### Task instructions
Filter the entries below down to the lines that hold "dirs".

Dataset entries

☆ ☆ ☆ ☆

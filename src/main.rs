use anyhow::{Context, Result};
use clap::{Parser, ValueEnum};
use gnuke::config::Config;
use gnuke::gcp::auth::{CredentialSource, GcpCredentials};
use gnuke::gcp::client::{format_gcp_error, GcpClient, ALL_REGIONS};
use gnuke::gcp::projects;
use gnuke::nuke::{ConsoleSink, Nuke, NukeParameters};
use gnuke::resource::{self, get_registry};
use std::path::PathBuf;
use std::sync::Arc;
use tracing::{Instrument, Level};
use tracing_subscriber::fmt::writer::MakeWriterExt;

/// Remove every resource from a Google Cloud project
#[derive(Parser, Debug)]
#[command(name = "gnuke", version, about, long_about = None)]
struct Args {
    /// GCP project to nuke
    #[arg(short, long)]
    project: Option<String>,

    /// Region to nuke (zonal and regional resources outside it are left alone), or "all"
    #[arg(short, long)]
    region: Option<String>,

    /// gcloud configuration that supplies the default project and region.
    /// Authentication always uses Application Default Credentials, not the
    /// account of this configuration.
    #[arg(long, conflicts_with_all = ["key_file", "access_token"])]
    profile: Option<String>,

    /// Service account key file
    #[arg(long, conflicts_with = "access_token")]
    key_file: Option<PathBuf>,

    /// OAuth access token, e.g. from 'gcloud auth print-access-token'
    #[arg(long)]
    access_token: Option<String>,

    /// Config file (JSON or YAML)
    #[arg(short, long)]
    config: Option<PathBuf>,

    /// Only nuke these resource types
    #[arg(long)]
    target: Vec<String>,

    /// Never nuke these resource types
    #[arg(long)]
    exclude: Vec<String>,

    /// Actually delete resources. Without it nothing is removed.
    #[arg(long)]
    no_dry_run: bool,

    /// Do not retry failed removals
    #[arg(long)]
    no_retry: bool,

    /// Do not wait for asynchronous removals to complete
    #[arg(long)]
    no_wait: bool,

    /// Give up after this many remove passes
    #[arg(long, value_parser = clap::value_parser!(u32).range(1..))]
    max_passes: Option<u32>,

    /// List all resource types and exit
    #[arg(long)]
    list_types: bool,

    /// Log level for debugging
    #[arg(long, value_enum, default_value = "off")]
    log_level: LogLevel,
}

#[derive(Debug, Clone, Copy, ValueEnum)]
enum LogLevel {
    Off,
    Error,
    Warn,
    Info,
    Debug,
    Trace,
}

impl LogLevel {
    fn to_tracing_level(self) -> Option<Level> {
        match self {
            LogLevel::Off => None,
            LogLevel::Error => Some(Level::ERROR),
            LogLevel::Warn => Some(Level::WARN),
            LogLevel::Info => Some(Level::INFO),
            LogLevel::Debug => Some(Level::DEBUG),
            LogLevel::Trace => Some(Level::TRACE),
        }
    }
}

fn setup_logging(level: LogLevel) -> Result<Option<tracing_appender::non_blocking::WorkerGuard>> {
    let Some(tracing_level) = level.to_tracing_level() else {
        return Ok(None);
    };

    let log_path = get_log_path();

    if let Some(parent) = log_path.parent() {
        let _ = std::fs::create_dir_all(parent);
    }

    let file = std::fs::OpenOptions::new()
        .create(true)
        .append(true)
        .open(&log_path)
        .with_context(|| format!("Failed to open log file {}", log_path.display()))?;

    let (non_blocking, guard) = tracing_appender::non_blocking(file);

    tracing_subscriber::fmt()
        .with_max_level(tracing_level)
        .with_writer(non_blocking.with_max_level(tracing_level))
        .with_ansi(false)
        .with_target(true)
        .with_thread_ids(false)
        .with_file(true)
        .with_line_number(true)
        .init();

    tracing::info!("gnuke {} started with log level: {:?}", gnuke::VERSION, level);
    tracing::info!("Log file: {:?}", log_path);

    Ok(Some(guard))
}

fn get_log_path() -> PathBuf {
    if let Some(config_dir) = dirs::config_dir() {
        return config_dir.join("gnuke").join("gnuke.log");
    }
    if let Some(home) = dirs::home_dir() {
        return home.join(".gnuke").join("gnuke.log");
    }
    PathBuf::from("gnuke.log")
}

fn print_resource_types() {
    for def in get_registry() {
        println!("{:<36} {}", def.key, def.display_name);
    }
}

#[tokio::main]
async fn main() -> Result<()> {
    let args = Args::parse();

    let _log_guard = setup_logging(args.log_level)?;

    if args.list_types {
        print_resource_types();
        return Ok(());
    }

    let config = Config::load(args.config.as_deref())?;

    // Session: credentials, project and region are fixed for the whole run
    let source = CredentialSource::from_parts(
        args.profile.clone(),
        args.key_file.clone(),
        args.access_token.clone(),
    )?;
    let credentials = GcpCredentials::new(&source)
        .await
        .with_context(|| format!("Unable to create session with {}", source))?;

    let project = match config.effective_project(args.project.as_deref(), source.profile()) {
        Some(project) => project,
        None => credentials.project_id().await.context(
            "No GCP project configured. Set GOOGLE_CLOUD_PROJECT or use --project flag",
        )?,
    };
    config.check_project(&project)?;

    let region = config
        .effective_region(args.region.as_deref(), source.profile())
        .unwrap_or_else(|| ALL_REGIONS.to_string());

    tracing::info!("Using project: {}, region: {}, credentials: {}", project, region, source);

    let client = Arc::new(GcpClient::from_credentials(credentials, &project, &region)?);
    let info = projects::describe_project(&client).await.map_err(|e| {
        tracing::error!("Project lookup failed: {:#}", e);
        anyhow::anyhow!("Unable to access project '{}': {}", project, format_gcp_error(&e))
    })?;

    let listers = resource::listers(
        &config.selection(&args.target, &args.exclude),
        &config.filters,
        config.poll_interval(),
    )?;

    let params = NukeParameters {
        no_dry_run: args.no_dry_run,
        retry: !args.no_retry,
        wait: !args.no_wait,
        max_passes: args.max_passes.or(config.max_passes),
    };

    println!(
        "Nuking project '{}' ({}) in region '{}' across {} resource types.",
        info.project_id,
        info.name,
        region,
        listers.len()
    );
    if !params.no_dry_run {
        println!("Dry run: nothing will be removed. Use --no-dry-run to delete.");
    }
    println!();

    let run_id = uuid::Uuid::new_v4();
    let started = chrono::Local::now();
    let mut nuke = Nuke::new(params, client, listers, Arc::new(ConsoleSink::stdout()));
    let summary = nuke
        .run()
        .instrument(tracing::info_span!("nuke", run_id = %run_id, project = %project))
        .await?;
    let elapsed = chrono::Local::now() - started;

    println!();
    println!(
        "Nuke complete: {}. (started {}, took {}s)",
        summary,
        started.format("%Y-%m-%d %H:%M:%S"),
        elapsed.num_seconds()
    );

    if !summary.is_success() {
        return Err(anyhow::anyhow!(
            "{} resources could not be removed",
            summary.failed
        ));
    }

    Ok(())
}
//! Nuke engine
//!
//! Drives discovered resources to deletion:
//! Scan → Filter → Remove → Wait → Retry.
//!
//! # Module Structure
//!
//! - [`resource`] - Resource handle capabilities and the lister contract
//! - [`event`] - Transition events and the console sink
//! - [`engine`] - The orchestrator and its buckets
//!
//! # Example
//!
//! ```ignore
//! use crate::nuke::{ConsoleSink, Nuke, NukeParameters};
//!
//! async fn example(session: Arc<GcpClient>, listers: Vec<Box<dyn Lister>>) -> anyhow::Result<()> {
//!     let mut nuke = Nuke::new(NukeParameters::default(), session, listers, Arc::new(ConsoleSink::stdout()));
//!     let summary = nuke.run().await?;
//!     println!("{summary}");
//!     Ok(())
//! }
//! ```

pub mod engine;
pub mod event;
pub mod resource;

pub use engine::{Buckets, Nuke, NukeParameters, Stage, Summary};
pub use event::{ConsoleSink, EventSink, ReasonKind, ResourceEvent};
pub use resource::{Filterable, Lister, Resource, ResourceHandle, Waitable};
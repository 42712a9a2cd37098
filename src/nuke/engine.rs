//! Nuke Orchestrator
//!
//! Moves every discovered resource through scan, filter, remove and wait,
//! feeding failures back into the queue until none remain.

use super::event::{EventSink, ReasonKind, ResourceEvent};
use super::resource::{Lister, Resource, ResourceHandle};
use crate::gcp::client::GcpClient;
use anyhow::{Context, Result};
use std::collections::HashMap;
use std::fmt;
use std::sync::Arc;
use tokio::task::{self, JoinSet};

/// Run-wide switches consumed by the orchestrator
#[derive(Debug, Clone, Copy, PartialEq, Eq)]
pub struct NukeParameters {
    /// Actually call `remove()`. Off means every queued resource is only reported.
    pub no_dry_run: bool,
    /// Re-queue failed resources until none are left
    pub retry: bool,
    /// Wait for asynchronous removals to complete
    pub wait: bool,
    /// Stop retrying after this many remove/wait passes. `None` retries forever.
    pub max_passes: Option<u32>,
}

impl Default for NukeParameters {
    fn default() -> Self {
        Self {
            no_dry_run: false,
            retry: true,
            wait: true,
            max_passes: None,
        }
    }
}

/// Pipeline position of a run
#[derive(Debug, Clone, Copy, PartialEq, Eq)]
pub enum Stage {
    Idle,
    Scanning,
    Filtering,
    Removing,
    Waiting,
    Retrying,
    Done,
}

/// The five disjoint lifecycle collections
#[derive(Default)]
pub struct Buckets {
    pub queue: Vec<ResourceHandle>,
    pub waiting: Vec<ResourceHandle>,
    pub skipped: Vec<ResourceHandle>,
    pub failed: Vec<ResourceHandle>,
    pub finished: Vec<ResourceHandle>,
}

impl Buckets {
    /// Number of handles across all buckets
    pub fn total(&self) -> usize {
        self.queue.len()
            + self.waiting.len()
            + self.skipped.len()
            + self.failed.len()
            + self.finished.len()
    }
}

impl fmt::Debug for Buckets {
    fn fmt(&self, f: &mut fmt::Formatter<'_>) -> fmt::Result {
        f.debug_struct("Buckets")
            .field("queue", &self.queue.len())
            .field("waiting", &self.waiting.len())
            .field("skipped", &self.skipped.len())
            .field("failed", &self.failed.len())
            .field("finished", &self.finished.len())
            .finish()
    }
}

/// Final (or intermediate) counts of a run
#[derive(Debug, Clone, Copy, PartialEq, Eq, Default)]
pub struct Summary {
    pub finished: usize,
    pub failed: usize,
    pub skipped: usize,
    /// Remove/wait passes executed so far
    pub passes: u32,
}

impl Summary {
    pub fn is_success(&self) -> bool {
        self.failed == 0
    }
}

impl fmt::Display for Summary {
    fn fmt(&self, f: &mut fmt::Formatter<'_>) -> fmt::Result {
        write!(
            f,
            "{} finished, {} failed, {} skipped",
            self.finished, self.failed, self.skipped
        )
    }
}

/// Orchestrator state for one run
pub struct Nuke {
    params: NukeParameters,
    session: Arc<GcpClient>,
    listers: Vec<Box<dyn Lister>>,
    sink: Arc<dyn EventSink>,
    buckets: Buckets,
    stage: Stage,
    passes: u32,
}

impl Nuke {
    pub fn new(
        params: NukeParameters,
        session: Arc<GcpClient>,
        listers: Vec<Box<dyn Lister>>,
        sink: Arc<dyn EventSink>,
    ) -> Self {
        Self {
            params,
            session,
            listers,
            sink,
            buckets: Buckets::default(),
            stage: Stage::Idle,
            passes: 0,
        }
    }

    pub fn buckets(&self) -> &Buckets {
        &self.buckets
    }

    pub fn stage(&self) -> Stage {
        self.stage
    }

    pub fn summary(&self) -> Summary {
        Summary {
            finished: self.buckets.finished.len(),
            failed: self.buckets.failed.len(),
            skipped: self.buckets.skipped.len(),
            passes: self.passes,
        }
    }

    /// Execute the whole pipeline.
    ///
    /// Only scan failures are returned as errors. Per-resource failures end up
    /// in the `failed` count of the summary.
    pub async fn run(&mut self) -> Result<Summary> {
        self.buckets.queue = self.scan().await?;
        tracing::info!("Scan complete: {} resources found", self.buckets.queue.len());

        self.filter_queue();
        self.handle_queue().await;
        self.wait().await;
        self.passes += 1;

        if self.params.retry {
            while !self.buckets.failed.is_empty() {
                if let Some(max) = self.params.max_passes {
                    if self.passes >= max {
                        tracing::warn!(
                            "Giving up after {} passes with {} failed resources",
                            self.passes,
                            self.buckets.failed.len()
                        );
                        break;
                    }
                }

                let summary = self.summary();
                tracing::info!("Retrying: {}", summary);
                self.sink.retrying(&summary);
                self.retry().await;
            }
        }

        self.set_stage(Stage::Done);
        let summary = self.summary();
        tracing::info!("Nuke complete: {} after {} passes", summary, summary.passes);
        Ok(summary)
    }

    /// Run every registered lister in order. The first error aborts the scan.
    pub async fn scan(&mut self) -> Result<Vec<ResourceHandle>> {
        self.set_stage(Stage::Scanning);
        let mut result = Vec::new();

        for lister in &self.listers {
            let resources = lister
                .list(&self.session)
                .await
                .with_context(|| format!("Failed to list {}", lister.resource_type()))?;

            tracing::debug!("{}: {} resources", lister.resource_type(), resources.len());
            result.extend(resources);
        }

        Ok(result)
    }

    /// Move every queued resource rejected by its own filter to `skipped`
    pub fn filter_queue(&mut self) {
        self.set_stage(Stage::Filtering);
        let queue = std::mem::take(&mut self.buckets.queue);

        for resource in queue {
            let verdict = match resource.as_filterable() {
                Some(checker) => checker.filter(),
                None => Ok(()),
            };

            match verdict {
                Ok(()) => self.buckets.queue.push(resource),
                Err(reason) => {
                    self.emit(resource.as_ref(), ReasonKind::Skip, &format!("{reason:#}"));
                    self.buckets.skipped.push(resource);
                },
            }
        }
    }

    /// Remove queued resources one at a time, in queue order
    pub async fn handle_queue(&mut self) {
        self.set_stage(Stage::Removing);
        let queue = std::mem::take(&mut self.buckets.queue);

        for resource in queue {
            if !self.params.no_dry_run {
                self.emit(resource.as_ref(), ReasonKind::Success, "would remove");
                self.buckets.skipped.push(resource);
                continue;
            }

            match resource.remove().await {
                Ok(()) => {
                    self.emit(resource.as_ref(), ReasonKind::RemoveTriggered, "triggered remove");
                    self.buckets.waiting.push(resource);
                },
                Err(e) => {
                    self.emit(resource.as_ref(), ReasonKind::Error, &format!("{e:#}"));
                    self.buckets.failed.push(resource);
                },
            }
        }
    }

    /// Wait for every triggered removal concurrently and sort the outcomes
    /// into `finished` and `failed`.
    pub async fn wait(&mut self) {
        self.set_stage(Stage::Waiting);
        let waiting = std::mem::take(&mut self.buckets.waiting);

        if !self.params.wait {
            self.buckets.finished.extend(waiting);
            return;
        }

        let mut tasks = JoinSet::new();
        let mut pending: HashMap<task::Id, ResourceHandle> = HashMap::new();

        for resource in waiting {
            if resource.as_waitable().is_none() {
                self.buckets.finished.push(resource);
                continue;
            }

            self.emit(resource.as_ref(), ReasonKind::WaitPending, "waiting");
            let task_resource = Arc::clone(&resource);
            let handle = tasks.spawn(async move {
                match task_resource.as_waitable() {
                    Some(waiter) => waiter.wait().await,
                    None => Ok(()),
                }
            });
            pending.insert(handle.id(), resource);
        }

        // Tasks only report outcomes; all bucket writes happen here.
        while let Some(joined) = tasks.join_next_with_id().await {
            let (id, outcome) = match joined {
                Ok((id, outcome)) => (id, outcome),
                Err(e) => (e.id(), Err(anyhow::anyhow!("wait task aborted: {e}"))),
            };

            let Some(resource) = pending.remove(&id) else {
                tracing::error!("Wait task {} finished for an unknown resource", id);
                continue;
            };

            match outcome {
                Ok(()) => {
                    self.emit(resource.as_ref(), ReasonKind::Success, "removed");
                    self.buckets.finished.push(resource);
                },
                Err(e) => {
                    self.emit(resource.as_ref(), ReasonKind::Error, &format!("{e:#}"));
                    self.buckets.failed.push(resource);
                },
            }
        }
    }

    /// Requeue every failed resource and run remove and wait again.
    /// Filters are not re-applied.
    pub async fn retry(&mut self) {
        self.set_stage(Stage::Retrying);
        self.buckets.queue = std::mem::take(&mut self.buckets.failed);

        self.handle_queue().await;
        self.wait().await;
        self.passes += 1;
    }

    fn emit(&self, resource: &dyn Resource, kind: ReasonKind, message: &str) {
        self.sink.emit(ResourceEvent {
            resource,
            kind,
            message,
        });
    }

    fn set_stage(&mut self, stage: Stage) {
        tracing::debug!("Stage {:?} -> {:?} ({:?})", self.stage, stage, self.buckets);
        self.stage = stage;
    }
}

☆ ☆ ☆ ☆

### Task result
    if let Some(config_dir) = dirs::config_dir() {
    if let Some(home) = dirs::home_dir() {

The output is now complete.